Clinical analysis and pluripotent stem cells-based model reveal possible impacts of ACE2 and lung progenitor cells on infants vulnerable to COVID-19

Zhao Zhang^1,8#, Liyan Guo^1#, Xiaoxia Lu^12#, Che Zhang^14#, Li Huang^1,14#, Xianfeng Wang^16#, Fuyu Duan^1,15#, Huiying Liang², Peikai Chen¹⁰, Liang Zeng³, Jianbo Shao¹⁶, Hui Li¹³, Le Li⁶, Li Liu⁹, Cheng Li⁸, Jinqiu Zhang¹, Chui Yan Ma⁸, Ka Yi Kwan⁹, Wei Liu⁵, Yi Xu⁷, Xiaoqiong Gu⁴, Hua Jiang⁶, Hui Du¹², Ting Zhang¹⁷, Yanheng Wu¹⁸, Guangyin Yu¹⁹, Junhui Chen¹⁹, Ruibang Luo¹¹, Can Liao¹, Hung-fat Tse⁸, Zhiwei Chen⁹, Huanhuan Joyce Chen^15✉, Huimin Xia^2✉, Qizhou Lian^8,1,*,✉

1. Prenatal Diagnostic Center and Cord Blood Bank, Guangzhou Women and Children's Medical Center, Guangzhou Medical University, Guangzhou, China
2. Guangdong Provincial Children's Medical Research Center, Guangzhou Women and Children's Medical Center, Guangzhou Medical University, Guangzhou, China
3. Department of Pathology, Guangzhou Women and Children's Medical Center, Guangzhou Medical University, Guangzhou, China
4. Department of Clinical Biological Resource Bank, Guangzhou Women and Children's Medical Center, Guangzhou Medical University, Guangzhou, China
5. Department of Surgery, Guangzhou Women and Children's Medical Center, Guangzhou Medical University, Guangzhou, China
6. Department of Haematology, Guangzhou Women and Children's Medical Center, Guangzhou Medical University, Guangzhou, China
7. Department of Emergency Medicine, Guangzhou Women and Children's Medical Center, Guangzhou Medical University, Guangzhou, China
8. Department of Medicine, the University of Hong Kong, Hong Kong SAR, China
9. AIDS Institute and Department of Microbiology, Li Ka Shing Faculty of Medicine, the University of Hong Kong, Hong Kong SAR, China
10. School of Biomedical Sciences, the University of Hong Kong, Hong Kong SAR, China
11. Department of Computer Science, the University of Hong Kong, Hong Kong SAR, China
12. Department of Respiratory Medicine, Wuhan Children's Hospital, Tongji Medical College, Huazhong University of Science and Technology, Wuhan, Hubei, China
13. Department of Haematology, Wuhan Children's Hospital, Tongji Medical College, Huazhong University of Science and Technology, Wuhan, Hubei, China
14. Department of Paediatrics, Affiliated Taihe Hospital of Hubei University of Medicine, Shiyan, Hubei, China
15. The Pritzker school of Molecular Engineering, the Ben May department of Cancer Research, The University of Chicago, Chicago, USA
16. Department of Pediatric, Third People's Hospital of Shenzhen, Second Affiliated Hospital of Southern University of Science and Technology, Shenzhen, Guangdong, China
17. Department of Pathology, Fuyang People's Hospital, Anhui, China
18. Australian Institute for Bioengineering and Nanotechnology (AIBN), The University of Queensland, Brisbane, Australia
19. Department of Pathology, Intervention and Cell Therapy Center, Peking University Shenzhen Hospital, Shenzhen, China
^#These authors contributed equally to this study.
* Lead Contact

✉ Corresponding authors: Qizhou Lian, MD, PhD (Email: qzlianhk), Department of Medicine, The University of Hong Kong, Hong Kong.
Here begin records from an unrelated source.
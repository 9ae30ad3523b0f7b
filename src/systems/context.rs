// src/systems/context.rs

use crate::clock::Timestamp;
use crate::components::game_state::GameCounters;
use crate::config::GameConfig;
use crate::ecs::component::Component;
use crate::ecs::entity::{Entity, EntityKey};
use crate::ecs::system::System;
use crate::ecs::world::World;
use crate::error::GameError;
use crate::events::GameEvent;
use crate::registry::{Authority, Role};

/// Everything a system may touch during one transaction.
///
/// Reads go straight to the world. Writes go through [`SystemContext::write`],
/// which checks that the writing system holds the game-logic role. Events are
/// only collected here; the caller publishes them once the transaction commits.
pub struct SystemContext<'a> {
    /// The live world. The caller holds a snapshot to restore on failure.
    world: &'a mut World,
    /// Roles and pause flags, read-only for the whole transaction.
    authority: &'a dyn Authority,
    config: &'a GameConfig,
    /// Clock reading taken once when the transaction began.
    now: Timestamp,
    /// Pending events, published only if the transaction commits.
    events: Vec<GameEvent>,
}

impl<'a> SystemContext<'a> {
    pub fn new(
        world: &'a mut World,
        authority: &'a dyn Authority,
        config: &'a GameConfig,
        now: Timestamp,
    ) -> Self {
        Self { world, authority, config, now, events: Vec::new() }
    }

    /// Read access. Writes go through [`SystemContext::write`].
    pub fn world(&self) -> &World {
        &*self.world
    }

    pub fn authority(&self) -> &dyn Authority {
        self.authority
    }

    pub fn config(&self) -> &GameConfig {
        self.config
    }

    pub fn now(&self) -> Timestamp {
        self.now
    }

    /// Fails with `Paused` if `system` is stopped. Must be the first check of
    /// every mutating entry point.
    pub fn require_active<S: System + ?Sized>(&self, system: &S) -> Result<(), GameError> {
        self.authority.require_not_paused(&system.id())
    }

    /// Allocating a handle is not gated: a handle without components is invisible.
    pub fn create_entity(&mut self) -> Entity {
        self.world.create_entity()
    }

    pub fn spawn_keyed(&mut self, key: EntityKey) -> Entity {
        self.world.spawn_keyed(key)
    }

    /// Stores `component` on `entity` on behalf of `system`.
    pub fn write<S, T>(&mut self, system: &S, entity: Entity, component: T) -> Result<Option<T>, GameError>
    where
        S: System + ?Sized,
        T: Component,
    {
        // Checked per write, so revoking the role stops a system mid-game.
        self.authority.require_role(Role::GameLogicContract, system.address())?;
        self.world.add_component(entity, component)
    }

    /// Runs `f` on the world-wide counters and stores the result.
    pub fn update_counters<S, R>(
        &mut self,
        system: &S,
        f: impl FnOnce(&mut GameCounters) -> R,
    ) -> Result<R, GameError>
    where
        S: System + ?Sized,
    {
        self.authority.require_role(Role::GameLogicContract, system.address())?;
        let entity = self.world.spawn_keyed(EntityKey::Singleton);
        // First use: counters start at zero.
        let mut counters = self.world.get_component::<GameCounters>(entity).cloned().unwrap_or_default();
        let result = f(&mut counters);
        self.write(system, entity, counters)?;
        Ok(result)
    }

    pub fn emit(&mut self, event: GameEvent) {
        self.events.push(event);
    }

    /// Events collected so far, leaving the context empty.
    pub fn take_events(&mut self) -> Vec<GameEvent> {
        std::mem::take(&mut self.events)
    }
}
Or Huimin Xia (Email: huiminxiacom), Guangzhou Women and Children's Medical Center). Or Huanhuan Joyce Chen (Email: joycechenedu), the Ben May department of Cancer Research, The University of Chicago, USA. More

Abstract

Introduction: An increasing number of children with severe coronavirus disease 2019 (COVID-19) is being reported, yet the spectrum of disease severity and expression patterns of angiotensin-converting enzyme 2 (ACE2) in children at different developmental stages are largely unknow.

Methods: We analysed clinical features in a cohort of 173 children with COVID-19 (0-15 yrs.-old) between January 22, 2020 and March 15, 2020. We systematically examined the expression and distribution of ACE2 in different developmental stages of children by using a combination of children's lung biopsies, pluripotent stem cell-derived lung cells, RNA-sequencing profiles, and ex vivo SARS-CoV-2 pseudoviral infections.
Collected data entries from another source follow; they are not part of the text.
// src/components/game_state.rs

use serde::{Deserialize, Serialize};

use crate::ecs::component::Component;
use crate::protocol::{ModuleId, RaceId, TrackId};

/// World-wide bookkeeping, attached to the `EntityKey::Singleton` entity.
///
/// Ids are handed out from these counters so they stay monotonic and a
/// rolled-back transaction gives its id back along with everything else.
#[derive(Debug, Clone, PartialEq, Eq, Default, Serialize, Deserialize)]
pub struct GameCounters {
    pub last_race_id: u64,
    pub last_track_id: u64,
}

impl GameCounters {
    pub fn next_race_id(&mut self) -> RaceId {
        self.last_race_id += 1;
        RaceId(self.last_race_id)
    }

    pub fn next_track_id(&mut self) -> TrackId {
        self.last_track_id += 1;
        TrackId(self.last_track_id)
    }
}

impl Component for GameCounters {
    const ID: ModuleId = ModuleId::from_static("race.components.GameCounters");
}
Results: It revealed that infants (< 1yrs.-old), with a weaker potency of immune response, are more vulnerable to develop pneumonia whereas older children (> 1 yrs.-old) are more resistant to lung injury. The expression levels of ACE2 however do not vary by age in children's lung. ACE2 is notably expressed not only in Alveolar Type II (AT II) cells, but also in SOX9 positive lung progenitor cells detected in both pluripotent stem cell derivatives and infants' lungs. The ACE2⁺SOX9⁺ cells are readily infected by SARS-CoV-2 pseudovirus and the numbers of the double positive cells are significantly decreased in older children.

Conclusions: Infants (< 1 yrs.-old) with SARS-CoV-2 infection are more vulnerable to lung injuries. ACE2 expression in multiple types of lung cells including SOX9 positive progenitor cells, in cooperation with an unestablished immune system, could be risk factors contributing to vulnerability of infants with COVID-19. There is a need to continue monitoring lung development in young children who have recovered from SARS-CoV-2 infection.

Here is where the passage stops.